-- What the task requires --
Write out, word for word, the first line of the data below and every line after it through the one containing "configuration is problematic".

Records excerpted from a collection
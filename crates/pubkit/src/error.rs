//! Error types for pubkit.
//!
//! The greeting cannot fail; these cover loading configuration only.

use std::path::{Path, PathBuf};

/// Result type alias for pubkit operations.
pub type Result<T> = std::result::Result<T, Error>;

/// Errors that can occur in pubkit.
#[derive(Debug, thiserror::Error)]
#[non_exhaustive]
pub enum Error {
    /// I/O error tied to a specific file.
    #[error("I/O error at {}: {source}", path.display())]
    Io {
        /// File that could not be read or written
        path: PathBuf,
        /// Underlying I/O error
        #[source]
        source: std::io::Error,
    },

    /// Configuration error
    #[error("Configuration error: {message}")]
    Config {
        /// What configuration is problematic
        message: String,
    },
}

impl Error {
    /// Creates a new configuration error.
    pub fn config<S: Into<String>>(message: S) -> Self {
        Error::Config {
            message: message.into(),
        }
    }

    /// Wraps an I/O error with the path it occurred on.
    pub fn io_with_path(source: std::io::Error, path: impl AsRef<Path>) -> Self {
        Error::Io {
            path: path.as_ref().to_path_buf(),
            source,
        }
    }
}
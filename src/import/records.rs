//! Header mapping, typed record projection and per-row validation.

use std::collections::HashMap;

use super::{ImportError, RawRow, ReferenceCatalogs};

/// Columns every import file must declare, in template order.
pub const REQUIRED_FIELDS: [&str; 21] = [
    "name",
    "sku",
    "slug",
    "description",
    "long_description",
    "category_slug",
    "collection_slug",
    "price",
    "original_price",
    "material",
    "care_instructions",
    "stock_quantity",
    "low_stock_threshold",
    "badge",
    "is_new_arrival",
    "is_best_seller",
    "is_celebrity_special",
    "is_active",
    "display_order",
    "enabled_options",
    "video_url",
];

/// Separator inside the `enabled_options` column.
pub const OPTION_DELIMITER: char = '|';

const DEFAULT_LOW_STOCK_THRESHOLD: i64 = 5;

/// Closed set of merchandising badges.
#[derive(Clone, Copy, Debug, PartialEq, Eq)]
pub enum Badge {
    New,
    Bestseller,
    Sale,
    Limited,
    Exclusive,
}

impl Badge {
    pub const ALL: [Badge; 5] = [
        Badge::New,
        Badge::Bestseller,
        Badge::Sale,
        Badge::Limited,
        Badge::Exclusive,
    ];

    pub fn as_str(self) -> &'static str {
        match self {
            Badge::New => "new",
            Badge::Bestseller => "bestseller",
            Badge::Sale => "sale",
            Badge::Limited => "limited",
            Badge::Exclusive => "exclusive",
        }
    }

    pub fn parse(s: &str) -> Option<Self> {
        Self::ALL
            .into_iter()
            .find(|b| b.as_str().eq_ignore_ascii_case(s))
    }
}

/// Column positions keyed by lowercase field name.
#[derive(Clone, Debug)]
pub struct HeaderIndex {
    positions: HashMap<String, usize>,
}

impl HeaderIndex {
    pub fn from_row(row: &RawRow) -> Self {
        let mut positions = HashMap::new();
        for (i, name) in row.fields.iter().enumerate() {
            // First occurrence wins on duplicate column names.
            positions.entry(name.trim().to_lowercase()).or_insert(i);
        }
        Self { positions }
    }

    /// Required fields absent from the header, in template order.
    pub fn missing(&self) -> Vec<String> {
        REQUIRED_FIELDS
            .iter()
            .filter(|f| !self.positions.contains_key(**f))
            .map(|f| f.to_string())
            .collect()
    }

    /// Value of `field` in `row`; empty when the column or cell is absent.
    pub fn value<'a>(&self, row: &'a RawRow, field: &str) -> &'a str {
        self.positions.get(field).map_or("", |&i| row.get(i))
    }
}

/// Typed projection of one data row plus its validation state.
#[derive(Clone, Debug, PartialEq)]
pub struct ParsedProductRecord {
    pub row: usize,
    pub name: String,
    pub sku: String,
    pub slug: String,
    pub description: String,
    pub long_description: String,
    pub category_slug: String,
    pub collection_slug: String,
    pub price: f64,
    pub original_price: Option<f64>,
    pub material: String,
    pub care_instructions: String,
    pub stock_quantity: i64,
    pub low_stock_threshold: i64,
    pub badge: Option<Badge>,
    pub is_new_arrival: bool,
    pub is_best_seller: bool,
    pub is_celebrity_special: bool,
    pub is_active: bool,
    pub display_order: i64,
    pub enabled_options: String,
    pub video_url: String,
    /// Validation messages; empty means the record is eligible for upload.
    pub errors: Vec<String>,
    /// Filenames of images currently matched to this record's slug.
    pub images: Vec<String>,
}

impl ParsedProductRecord {
    pub fn is_eligible(&self) -> bool {
        self.errors.is_empty()
    }

    /// Option ids from `enabled_options`, empty tokens dropped.
    pub fn option_ids(&self) -> Vec<String> {
        self.enabled_options
            .split(OPTION_DELIMITER)
            .map(str::trim)
            .filter(|s| !s.is_empty())
            .map(str::to_string)
            .collect()
    }
}

/// Valid/invalid totals for the review stage.
#[derive(Clone, Copy, Debug, Default, PartialEq, Eq)]
pub struct RecordCounts {
    pub valid: usize,
    pub errors: usize,
}

pub fn count(records: &[ParsedProductRecord]) -> RecordCounts {
    let valid = records.iter().filter(|r| r.is_eligible()).count();
    RecordCounts {
        valid,
        errors: records.len() - valid,
    }
}

/// Lowercase, collapse non-alphanumeric runs to one hyphen, trim hyphens.
pub fn slugify(s: &str) -> String {
    let mut out = String::with_capacity(s.len());
    let mut pending_hyphen = false;
    for c in s.chars().flat_map(char::to_lowercase) {
        if c.is_alphanumeric() {
            if pending_hyphen && !out.is_empty() {
                out.push('-');
            }
            pending_hyphen = false;
            out.push(c);
        } else {
            pending_hyphen = true;
        }
    }
    out
}

/// Build records from tokenized rows. The first row is the header.
///
/// Fails only when there is no header or it lacks required columns; row
/// problems are collected on each record instead.
pub fn build_records(
    rows: &[RawRow],
    catalogs: &ReferenceCatalogs,
) -> Result<Vec<ParsedProductRecord>, ImportError> {
    let (header_row, data) = rows.split_first().ok_or(ImportError::NoHeader)?;
    let header = HeaderIndex::from_row(header_row);

    let missing = header.missing();
    if !missing.is_empty() {
        return Err(ImportError::MissingColumns(missing));
    }

    Ok(data
        .iter()
        .map(|row| {
            let mut record = project(&header, row);
            record.errors = validate(&record, &header, row, catalogs);
            record
        })
        .collect())
}

fn project(header: &HeaderIndex, row: &RawRow) -> ParsedProductRecord {
    let get = |field: &str| header.value(row, field).to_string();

    let name = get("name");
    let sku = get("sku");
    let slug = derive_slug(header.value(row, "slug"), &name, &sku, row.line);

    ParsedProductRecord {
        row: row.line,
        slug,
        description: get("description"),
        long_description: get("long_description"),
        category_slug: get("category_slug"),
        collection_slug: get("collection_slug"),
        price: parse_number(header.value(row, "price")).unwrap_or(0.0),
        original_price: parse_number(header.value(row, "original_price")),
        material: get("material"),
        care_instructions: get("care_instructions"),
        stock_quantity: parse_int(header.value(row, "stock_quantity")).unwrap_or(0),
        low_stock_threshold: parse_int(header.value(row, "low_stock_threshold"))
            .unwrap_or(DEFAULT_LOW_STOCK_THRESHOLD),
        badge: Badge::parse(header.value(row, "badge")),
        is_new_arrival: parse_flag(header.value(row, "is_new_arrival")),
        is_best_seller: parse_flag(header.value(row, "is_best_seller")),
        is_celebrity_special: parse_flag(header.value(row, "is_celebrity_special")),
        is_active: !header.value(row, "is_active").eq_ignore_ascii_case("false"),
        display_order: parse_int(header.value(row, "display_order")).unwrap_or(0),
        enabled_options: get("enabled_options"),
        video_url: get("video_url"),
        name,
        sku,
        errors: Vec::new(),
        images: Vec::new(),
    }
}

/// Every applicable rule is checked; nothing short-circuits.
fn validate(
    record: &ParsedProductRecord,
    header: &HeaderIndex,
    row: &RawRow,
    catalogs: &ReferenceCatalogs,
) -> Vec<String> {
    let mut errors = Vec::new();

    if record.name.is_empty() {
        errors.push("Name is required".to_string());
    }

    if !parse_number(header.value(row, "price")).is_some_and(|p| p > 0.0) {
        errors.push("Price must be a positive number".to_string());
    }

    if !record.category_slug.is_empty() && catalogs.category_id(&record.category_slug).is_none() {
        errors.push(format!("Category '{}' not found", record.category_slug));
    }

    if !record.collection_slug.is_empty()
        && catalogs.collection_id(&record.collection_slug).is_none()
    {
        errors.push(format!("Collection '{}' not found", record.collection_slug));
    }

    let badge = header.value(row, "badge");
    if !badge.is_empty() && record.badge.is_none() {
        let allowed: Vec<&str> = Badge::ALL.iter().map(|b| b.as_str()).collect();
        errors.push(format!(
            "Badge '{}' must be one of: {}",
            badge,
            allowed.join(", ")
        ));
    }

    errors
}

fn derive_slug(explicit: &str, name: &str, sku: &str, line: usize) -> String {
    if !explicit.is_empty() {
        return explicit.to_string();
    }
    [name, sku]
        .into_iter()
        .map(slugify)
        .find(|s| !s.is_empty())
        .unwrap_or_else(|| format!("row-{line}"))
}

fn parse_number(s: &str) -> Option<f64> {
    s.trim().parse::<f64>().ok().filter(|v| v.is_finite())
}

fn parse_int(s: &str) -> Option<i64> {
    let s = s.trim();
    s.parse::<i64>()
        .ok()
        .or_else(|| parse_number(s).map(|v| v.trunc() as i64))
}

fn parse_flag(s: &str) -> bool {
    s.eq_ignore_ascii_case("true")
}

-- Completed exercise --
filename crates/pubkit/src/error.rs
//! Error types for pubkit.
//!
//! The greeting cannot fail; these cover loading configuration only.

use std::path::{Path, PathBuf};

/// Result type alias for pubkit operations.
pub type Result<T> = std::result::Result<T, Error>;

/// Errors that can occur in pubkit.
#[derive(Debug, thiserror::Error)]
#[non_exhaustive]
pub enum Error {
    /// I/O error tied to a specific file.
    #[error("I/O error at {}: {source}", path.display())]
    Io {
        /// File that could not be read or written
        path: PathBuf,
        /// Underlying I/O error
        #[source]
        source: std::io::Error,
    },

    /// Configuration error
    #[error("Configuration error: {message}")]
    Config {
        /// What configuration is problematic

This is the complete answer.